SINGAPORE - Law and Home Affairs Minister K. Shanmugam carves out 30 to 45 minutes a few times each week to exercise - even during a radio interview if he has to.

On Wednesday, (July 20) he brought his own dumbbell to an interview with OneFM 91.3 at the SPH Media Trust office in Toa Payoh.

Together with radio deejays Angelique Teo and Mark van Cuylenburg, also known as the Flying Dutchman, Mr Shanmugam did squats with his dumbbell midway through the conversation, which centred on his fitness regime and Singapore's tough stance against drugs.

The squats were followed by a round of push-ups on the studio floor.

While he has never been a couch potato - as a child his father used to wake him up at 5am to exercise - Mr Shanmugam said his regime comprised lot of cardiovascular exercises like running until his knees started giving him problems in his mid-fifties.

Realising that people in their 50s and 60s begin to lose muscle mass and bone density, he decided to take up weights and resistance exercises for the first time in his life.

Last August, Mr Shanmugam uploaded on Facebook a video of himself deadlifting 105kg that has since been viewed more than 275,000 times.

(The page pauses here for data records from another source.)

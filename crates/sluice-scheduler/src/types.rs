use std::collections::{HashMap, HashSet, VecDeque};
use std::fmt;
use std::path::PathBuf;
use std::sync::{Mutex, PoisonError};

use chrono::{DateTime, Utc};
use serde::{Deserialize, Serialize};

/// Scheduler-assigned job identifier.
#[derive(Debug, Clone, PartialEq, Eq, Hash, PartialOrd, Ord, Serialize, Deserialize)]
pub struct JobHandle(pub String);

impl JobHandle {
  pub fn new(id: impl Into<String>) -> Self {
    Self(id.into())
  }

  pub fn as_str(&self) -> &str {
    &self.0
  }
}

impl fmt::Display for JobHandle {
  fn fmt(&self, f: &mut fmt::Formatter<'_>) -> fmt::Result {
    f.write_str(&self.0)
  }
}

#[derive(Debug, Clone, Copy, PartialEq, Eq, Hash, Serialize, Deserialize)]
#[serde(rename_all = "snake_case")]
pub enum JobState {
  Pending,
  /// Queued but held back by resources, a requeue or a suspected node fault.
  ResourceWait,
  Running,
  Completed,
  Failed,
  Cancelled,
  /// The scheduler reported something unrecognised, or nothing at all.
  Unknown,
}

impl JobState {
  /// Whether the job will not change state again.
  pub fn is_stopped(self) -> bool {
    matches!(
      self,
      JobState::Completed | JobState::Failed | JobState::Cancelled
    )
  }
}

impl fmt::Display for JobState {
  fn fmt(&self, f: &mut fmt::Formatter<'_>) -> fmt::Result {
    let s = match self {
      JobState::Pending => "pending",
      JobState::ResourceWait => "resource_wait",
      JobState::Running => "running",
      JobState::Completed => "completed",
      JobState::Failed => "failed",
      JobState::Cancelled => "cancelled",
      JobState::Unknown => "unknown",
    };
    f.write_str(s)
  }
}

/// Everything needed to queue one job.
#[derive(Debug, Clone, Default, PartialEq, Serialize, Deserialize)]
pub struct SubmitRequest {
  pub job_name: String,
  pub workdir: PathBuf,
  pub driver: PathBuf,
  pub args: Vec<String>,
  pub uid: Option<u32>,
  pub gid: Option<u32>,
  pub priority: u32,
  pub cpu_count: u32,
  pub memory_mb: u64,
  pub stdout: PathBuf,
  pub stderr: PathBuf,
  /// Run only if all of these complete successfully.
  pub after_ok: Vec<JobHandle>,
  /// Run once all of these stop, whatever their outcome.
  pub after_any: Vec<JobHandle>,
}

/// One row of scheduler accounting.
#[derive(Debug, Clone, PartialEq, Serialize, Deserialize)]
pub struct AccountingRecord {
  pub job_id: JobHandle,
  pub state: JobState,
  pub priority: Option<u32>,
  pub submit: Option<DateTime<Utc>>,
  pub start: Option<DateTime<Utc>>,
  pub end: Option<DateTime<Utc>>,
  pub exit_code: Option<i32>,
}

/// Jobs that were submitted with a dependency on another job.
#[derive(Debug, Default)]
pub(crate) struct Dependents {
  map: Mutex<HashMap<JobHandle, Vec<JobHandle>>>,
}

impl Dependents {
  pub(crate) fn register(&self, job: &JobHandle, request: &SubmitRequest) {
    let mut map = self.map.lock().unwrap_or_else(PoisonError::into_inner);
    for upstream in request.after_ok.iter().chain(&request.after_any) {
      map.entry(upstream.clone()).or_default().push(job.clone());
    }
  }

  /// Forget every job for which `keep` is false.
  pub(crate) fn retain(&self, keep: impl Fn(&JobHandle) -> bool) {
    let mut map = self.map.lock().unwrap_or_else(PoisonError::into_inner);
    map.retain(|upstream, children| {
      children.retain(|c| keep(c));
      keep(upstream) && !children.is_empty()
    });
  }

  /// `job` followed by everything that transitively depends on it.
  pub(crate) fn closure(&self, job: &JobHandle) -> Vec<JobHandle> {
    let map = self.map.lock().unwrap_or_else(PoisonError::into_inner);
    let mut seen = HashSet::new();
    let mut out = Vec::new();
    let mut queue = VecDeque::from([job.clone()]);
    while let Some(next) = queue.pop_front() {
      if !seen.insert(next.clone()) {
        continue;
      }
      if let Some(children) = map.get(&next) {
        queue.extend(children.iter().cloned());
      }
      out.push(next);
    }
    out
  }
}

He said he started posting his exercises on social media to encourage others to exercise too.

With Singapore's ageing population, many here will live longer, but the question is what kind of quality of life there will be, and whether it is going to be a healthier life, he said.

"What's the point of living an extra five years if you're going to be on, you know, a lot of support systems? You want to be able to enjoy it," he said on national radio.

"And I would say to you: exercise. So I put it out on social media as well, said if I can do it, others can do it."

Once after stretching inappropriately, he developed a problem with his lower back. The injury was not serious, and went away after he went to a yoga trainer and did more therapeutic stretching.

Despite his busy schedule, Mr Shanmugam said he finds time to exercise a few times a week.

"If you can't do anything else, from what I've read, you try and get squats and push ups in," he said.

"Squats because it helps blood flow to your brain better, and also emphasises the whole body, the legs in particular. And push-ups because of the blood circulation around your heart area."